*** Material to process ***
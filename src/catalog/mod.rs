//! Sharded index orchestration: shard-level write buffering, per-index
//! fan-out and result merging, and the top-level catalog that maps index
//! names to on-disk indices.

mod index;
mod manager;
mod shard;

pub use index::{
    CountResponse, HitsEnvelope, Index, RefreshResponse, RefreshShards, SearchResponse,
    ShardsHeader, TotalHits, DEFAULT_SHARD_COUNT,
};
pub use manager::{Catalog, ClusterStatus, REFRESH_INTERVAL};
pub use shard::{SearchHit, Shard, SHARD_BATCH_BYTES};

/// FNV-1a hash of a document identifier → 32-bit routing token.
fn fnv1a_32(data: &[u8]) -> u32 {
    const OFFSET: u32 = 0x811c_9dc5;
    const PRIME: u32 = 0x0100_0193;
    let mut h = OFFSET;
    for &b in data {
        h ^= b as u32;
        h = h.wrapping_mul(PRIME);
    }
    h
}

/// Owning shard for a document identifier. Pure function of the id and the
/// shard count; changing the shard count without a full reindex breaks
/// routing, which is why the count is fixed at index creation.
pub fn shard_for(id: &str, shard_count: u32) -> u32 {
    fnv1a_32(id.as_bytes()) % shard_count
}

#[cfg(test)]
mod tests {
    use super::*;

    #[test]
    fn routing_is_deterministic() {
        for id in ["a", "b", "some-longer-id", ""] {
            assert_eq!(shard_for(id, 5), shard_for(id, 5));
        }
    }

    #[test]
    fn routing_stays_in_range() {
        for i in 0..1000 {
            let id = format!("doc-{i}");
            assert!(shard_for(&id, 5) < 5);
            assert_eq!(shard_for(&id, 1), 0);
        }
    }

    #[test]
    fn routing_spreads_across_shards() {
        let mut buckets = [0usize; 5];
        for i in 0..1000 {
            buckets[shard_for(&format!("doc-{i}"), 5) as usize] += 1;
        }
        // Uniform-ish: every shard owns a meaningful share of 1000 ids.
        for count in buckets {
            assert!(count > 100, "skewed routing: {buckets:?}");
        }
    }
}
*** End of Material to process ***
▶ **What this task involves**
Of the lines above, show those in which "format" appears.

▶ **Written response**
            let id = format!("doc-{i}");
            buckets[shard_for(&format!("doc-{i}"), 5) as usize] += 1;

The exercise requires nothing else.